Hold the front page: BBC Breakfast presenter Sian Williams will not be packing her bags and uprooting her family to join the rest of team when it moves to a new studio in Salford.
Cue gasps of horror and hand-wringing from BBC executives who, despite hailing Project Salford a success, are privately horrified that only 55% of staff affected by the move up North have agreed to relocate to the new multi-million pound media centre.
I have every sympathy for the likes of Williams and her colleague, sports presenter Chris Hollins, who cite their families as the reason why they don’t want to leave London. Relocating is a big deal, especially when forced upon you rather than part of a personal life-plan.
But I also have sympathy for the BBC which, after mounting criticism from its detractors, has invested some £800 million into the new headquarters as part of its drive to make itself less London-centric and create more job opportunities outside the capital.
As Peter Salmon, the BBC’s North Director, said recently: “The BBC’s move to Salford Quays presents a unique and exciting employment opportunity for the BBC and the north of England.”
But not quite exciting enough for Mr Salmon himself, who, to the astonishment of his staff, is refusing to lead by example and take his family to Salford.
There’s been a lot of hypocrisy about this story: both from people insisting on the move who don’t want to move themselves; and from media commentators whose criticisms mask the fact that they too would be deeply reluctant to sacrifice their membership of Soho House to work outside London.
The truth is sometimes hard to say. Salford and Manchester are interesting cities, with plenty going on. But they are not London. In terms of culture, gastonomy, buzz and sheer glamour, the gap between our capital city and our other metropolitan areas remains significant. And this gap matters especially in journalism, where the contacts and networks which generate compelling stories are themselves based in London.

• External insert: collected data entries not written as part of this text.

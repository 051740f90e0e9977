//! # State Synchronization Core
//!
//! [`VideoSync`] owns the canonical [`PlaybackState`] for one media element.
//!
//! ## Update policy
//!
//! - `paused`, `now` and `duration` are *confirmed* values: commands only
//!   forward to the element, the state moves when the element reports back.
//! - `muted` and `volume` are *optimistic*: commands update the state at
//!   once, persist the preference and forward to the element exactly once.
//!
//! Whenever `muted` or `volume` differ from what was last applied to the
//! current element (including right after an attach), the canonical value is
//! re-applied. Echoed volume events confirm what was applied, so there is no
//! ping-pong between element and core.
//!
//! ## Locking
//!
//! The state mutex is never held while calling into the element, so an
//! element that emits events synchronously from inside a command is fine.
//! It is not held while publishing either, and receivers only hand out
//! owned values, so consumers may issue commands from anywhere.

use bridge_traits::{MediaElement, MediaEvent, MediaEventHandler, MediaEventKind};
use parking_lot::Mutex;
use std::fmt;
use std::sync::Arc;
use tracing::{debug, trace, warn};

use crate::adapter::ResourceAdapter;
use crate::broadcast::{SnapshotBroadcast, VideoContextReceiver, VideoContextValue};
use crate::config::{VideoSyncConfig, VideoSyncProfile};
use crate::controls::VideoControls;
use crate::error::Result;
use crate::preferences::PreferenceStore;
use crate::snapshot::{PlaybackSnapshot, PlaybackState};

/// Values last pushed to the attached element.
#[derive(Debug, Default, Clone, Copy)]
struct AppliedOutputs {
    muted: Option<bool>,
    volume: Option<f64>,
}

#[derive(Debug)]
struct SyncState {
    playback: PlaybackState,
    applied: AppliedOutputs,
    /// Last publish ticket handed out.
    publish_seq: u64,
}

pub(crate) struct SyncCore {
    profile: VideoSyncProfile,
    preferences: PreferenceStore,
    adapter: ResourceAdapter,
    state: Mutex<SyncState>,
    broadcast: SnapshotBroadcast,
    controls: VideoControls,
}

impl SyncCore {
    fn attach(self: &Arc<Self>, element: Arc<dyn MediaElement>) {
        self.adapter.attach(element);

        let core = Arc::downgrade(self);
        for kind in MediaEventKind::ALL {
            let core = core.clone();
            let listener: MediaEventHandler = Arc::new(move |event| {
                if let Some(core) = core.upgrade() {
                    core.handle_event(event);
                }
            });
            self.adapter.subscribe(kind, listener);
        }

        let known_duration = self.adapter.duration();
        {
            let mut state = self.state.lock();
            state.applied = AppliedOutputs::default();
            if let Some(duration) = known_duration {
                debug!(duration, "Adopted duration already known to element");
                state.playback.duration = Some(duration);
            }
        }

        self.reconcile_outputs();
        self.publish();
    }

    fn detach(&self) {
        self.adapter.detach();
        self.state.lock().applied = AppliedOutputs::default();
    }

    pub(crate) fn handle_event(&self, event: MediaEvent) {
        match event {
            MediaEvent::Started => {
                debug!("Element started playing");
                self.update(|state| state.playback.paused = false);
            }
            MediaEvent::Stopped => {
                debug!("Element paused");
                self.update(|state| state.playback.paused = true);
            }
            MediaEvent::TimeUpdated(now) => {
                if !now.is_finite() || now < 0.0 {
                    warn!(now, "Ignoring invalid time update");
                    return;
                }
                trace!(now, "Time updated");
                self.update(|state| state.playback.now = now);
            }
            MediaEvent::DurationChanged(duration) => {
                if !duration.is_finite() || duration < 0.0 {
                    warn!(duration, "Ignoring invalid duration");
                    return;
                }
                debug!(duration, "Duration changed");
                self.update(|state| state.playback.duration = Some(duration));
            }
            MediaEvent::VolumeChanged(volume) => {
                if !volume.is_finite() || !(0.0..=1.0).contains(&volume) {
                    warn!(volume, "Ignoring invalid volume report");
                    return;
                }
                let changed = {
                    let mut state = self.state.lock();
                    let changed = state.playback.volume != volume;
                    state.playback.volume = volume;
                    state.applied.volume = Some(volume);
                    changed
                };
                if changed {
                    debug!(volume, "Element volume changed");
                    self.preferences.write_volume(volume);
                }
                self.reconcile_outputs();
                self.publish();
            }
        }
    }

    pub(crate) fn play(&self) {
        debug!("Play requested");
        self.adapter.play();
    }

    pub(crate) fn pause(&self) {
        debug!("Pause requested");
        self.adapter.pause();
    }

    pub(crate) fn seek(&self, position: f64) {
        if !position.is_finite() {
            warn!(position, "Ignoring non-finite seek target");
            return;
        }
        let position = position.max(0.0);
        debug!(position, "Seek requested");
        self.adapter.seek_to(position);
    }

    pub(crate) fn set_volume(&self, volume: f64) {
        if volume.is_nan() {
            warn!("Ignoring NaN volume");
            return;
        }
        let volume = volume.clamp(0.0, 1.0);
        debug!(volume, "Volume set");

        {
            let mut state = self.state.lock();
            state.playback.volume = volume;
            state.applied.volume = Some(volume);
        }
        self.preferences.write_volume(volume);
        self.publish();

        self.adapter.set_volume(volume);
        self.reconcile_outputs();
    }

    pub(crate) fn mute(&self, muted: bool) {
        debug!(muted, "Mute set");

        {
            let mut state = self.state.lock();
            state.playback.muted = muted;
            state.applied.muted = Some(muted);
        }
        self.preferences.write_muted(muted);
        self.publish();

        self.adapter.set_muted(muted);
        self.reconcile_outputs();
    }

    fn update(&self, apply: impl FnOnce(&mut SyncState)) {
        {
            let mut state = self.state.lock();
            apply(&mut state);
        }
        self.publish();
    }

    /// Re-apply canonical mute/volume that differ from what the element
    /// last received.
    fn reconcile_outputs(&self) {
        if !self.adapter.is_attached() {
            return;
        }

        let (muted, volume) = {
            let mut state = self.state.lock();
            let SyncState {
                playback, applied, ..
            } = &mut *state;

            let muted = (applied.muted != Some(playback.muted)).then_some(playback.muted);
            let volume = (applied.volume != Some(playback.volume)).then_some(playback.volume);
            if muted.is_some() {
                applied.muted = muted;
            }
            if volume.is_some() {
                applied.volume = volume;
            }
            (muted, volume)
        };

        if let Some(muted) = muted {
            debug!(muted, "Re-applying mute to element");
            self.adapter.set_muted(muted);
        }
        if let Some(volume) = volume {
            debug!(volume, "Re-applying volume to element");
            self.adapter.set_volume(volume);
        }
    }

    // The state lock is released before sending: a consumer reading the
    // channel may call back into `state()`. The ticket keeps late senders from
    // overwriting a newer snapshot.
    fn publish(&self) -> bool {
        let (ticket, snapshot) = {
            let mut state = self.state.lock();
            state.publish_seq += 1;
            let snapshot =
                PlaybackSnapshot::from_state(&state.playback, self.profile.wait_for_duration);
            (state.publish_seq, snapshot)
        };
        let published = self.broadcast.publish(ticket, snapshot, &self.controls);
        if published {
            trace!(version = self.broadcast.version(), "Published snapshot");
        }
        published
    }
}

/// Synchronization core for one media element.
///
/// Dropping a `VideoSync` releases the element's event handler and reverts
/// every receiver to `None`.
pub struct VideoSync {
    core: Arc<SyncCore>,
}

impl VideoSync {
    /// Create a core, seeding mute/volume from persisted preferences.
    ///
    /// # Errors
    ///
    /// Returns the same errors as [`VideoSyncConfig::validate`].
    pub fn new(config: VideoSyncConfig) -> Result<Self> {
        config.validate()?;

        let VideoSyncConfig {
            profile,
            settings_store,
        } = config;

        let preferences = PreferenceStore::new(settings_store, profile.persist.clone());
        let muted = preferences.read_muted().unwrap_or(profile.default_muted);
        let volume = preferences.read_volume().unwrap_or(profile.default_volume);

        debug!(
            muted,
            volume,
            expose_seek = profile.expose_seek,
            wait_for_duration = profile.wait_for_duration,
            "Creating video sync core"
        );

        let core = Arc::new_cyclic(|weak| SyncCore {
            controls: VideoControls::new(weak.clone(), profile.expose_seek),
            state: Mutex::new(SyncState {
                playback: PlaybackState::new(muted, volume),
                applied: AppliedOutputs::default(),
                publish_seq: 0,
            }),
            adapter: ResourceAdapter::new(),
            broadcast: SnapshotBroadcast::new(),
            preferences,
            profile,
        });
        core.publish();

        Ok(Self { core })
    }

    /// Bind to `element`, replacing any element attached before.
    ///
    /// Canonical mute/volume are pushed to the new element right away.
    pub fn attach(&self, element: Arc<dyn MediaElement>) {
        self.core.attach(element);
    }

    /// Release the current element. The last snapshot stays published.
    pub fn detach(&self) {
        self.core.detach();
    }

    pub fn is_attached(&self) -> bool {
        self.core.adapter.is_attached()
    }

    /// Feed an element event directly, bypassing the adapter.
    pub fn handle_event(&self, event: MediaEvent) {
        self.core.handle_event(event);
    }

    pub fn play(&self) {
        self.core.play();
    }

    pub fn pause(&self) {
        self.core.pause();
    }

    /// Ask the element to jump to `position` seconds. Works regardless of
    /// whether consumers are given a seeker.
    pub fn seek(&self, position: f64) {
        self.core.seek(position);
    }

    /// Set the volume, clamped to `0.0..=1.0`.
    pub fn set_volume(&self, volume: f64) {
        self.core.set_volume(volume);
    }

    pub fn mute(&self, muted: bool) {
        self.core.mute(muted);
    }

    /// Canonical state, including an unknown duration.
    pub fn state(&self) -> PlaybackState {
        self.core.state.lock().playback
    }

    /// Currently published value, `None` while gated.
    pub fn current(&self) -> Option<VideoContextValue> {
        self.core.broadcast.current()
    }

    pub fn snapshot(&self) -> Option<PlaybackSnapshot> {
        self.current().map(|value| value.snapshot)
    }

    pub fn subscribe(&self) -> VideoContextReceiver {
        self.core.broadcast.subscribe()
    }

    pub fn profile(&self) -> &VideoSyncProfile {
        &self.core.profile
    }
}

impl Drop for VideoSync {
    fn drop(&mut self) {
        self.core.adapter.detach();
        self.core.broadcast.clear();
        debug!("Video sync core torn down");
    }
}

impl fmt::Debug for VideoSync {
    fn fmt(&self, f: &mut fmt::Formatter<'_>) -> fmt::Result {
        f.debug_struct("VideoSync")
            .field("profile", &self.core.profile)
            .field("state", &self.state())
            .field("adapter", &self.core.adapter)
            .field("broadcast", &self.core.broadcast)
            .finish()
    }
}

#[cfg(test)]
mod tests {
    use super::*;

    fn minimal() -> VideoSync {
        VideoSync::new(VideoSyncConfig {
            profile: VideoSyncProfile::minimal(),
            settings_store: None,
        })
        .unwrap()
    }

    #[test]
    fn test_initial_state_published_without_gating() {
        let sync = minimal();
        let snapshot = sync.snapshot().unwrap();
        assert_eq!(snapshot.duration, 0.0);
        assert!(snapshot.paused);
        assert_eq!(snapshot.version, 1);
    }

    #[test]
    fn test_gated_until_duration() {
        let sync = VideoSync::new(VideoSyncConfig::default()).unwrap();
        assert!(sync.current().is_none());

        sync.handle_event(MediaEvent::DurationChanged(42.0));
        assert_eq!(sync.snapshot().unwrap().duration, 42.0);
    }

    #[test]
    fn test_events_without_element() {
        let sync = minimal();
        sync.handle_event(MediaEvent::Started);
        assert!(!sync.state().paused);
        sync.handle_event(MediaEvent::Stopped);
        assert!(sync.state().paused);
        sync.handle_event(MediaEvent::TimeUpdated(3.5));
        assert_eq!(sync.state().now, 3.5);
    }

    #[test]
    fn test_invalid_payloads_ignored() {
        let sync = minimal();
        sync.handle_event(MediaEvent::TimeUpdated(f64::NAN));
        sync.handle_event(MediaEvent::TimeUpdated(-1.0));
        sync.handle_event(MediaEvent::DurationChanged(f64::INFINITY));
        sync.handle_event(MediaEvent::VolumeChanged(2.0));

        let state = sync.state();
        assert_eq!(state.now, 0.0);
        assert_eq!(state.duration, None);
        assert_eq!(state.volume, 1.0);
    }

    #[test]
    fn test_set_volume_clamps() {
        let sync = minimal();
        sync.set_volume(1.7);
        assert_eq!(sync.state().volume, 1.0);
        sync.set_volume(-0.2);
        assert_eq!(sync.state().volume, 0.0);
        sync.set_volume(f64::NAN);
        assert_eq!(sync.state().volume, 0.0);
    }

    #[test]
    fn test_invalid_config_rejected() {
        let config = VideoSyncConfig {
            profile: VideoSyncProfile {
                default_volume: 3.0,
                ..VideoSyncProfile::default()
            },
            settings_store: None,
        };
        assert!(VideoSync::new(config).is_err());
    }

    #[test]
    fn test_controls_die_with_core() {
        let sync = minimal();
        let controls = sync.current().unwrap().controls;
        assert!(controls.is_live());
        drop(sync);
        assert!(!controls.is_live());
        controls.set_volume(0.2);
    }
}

How, for example, will BBC Breakfast persuade top guests to travel to Salford for a 7am interview? Under the current set-up guests can be brought to the studio by taxi from central London with little disruption. In relation to sport, there is much less advantage in being in the capital, given the distribution of big teams and events throughout the country.
Until the move is complete, no one can say for certain whether it’s been a success or not. But all the early indications suggest that the migration up north has not gone according to plan.
Fingers crossed for Auntie that I’m wrong.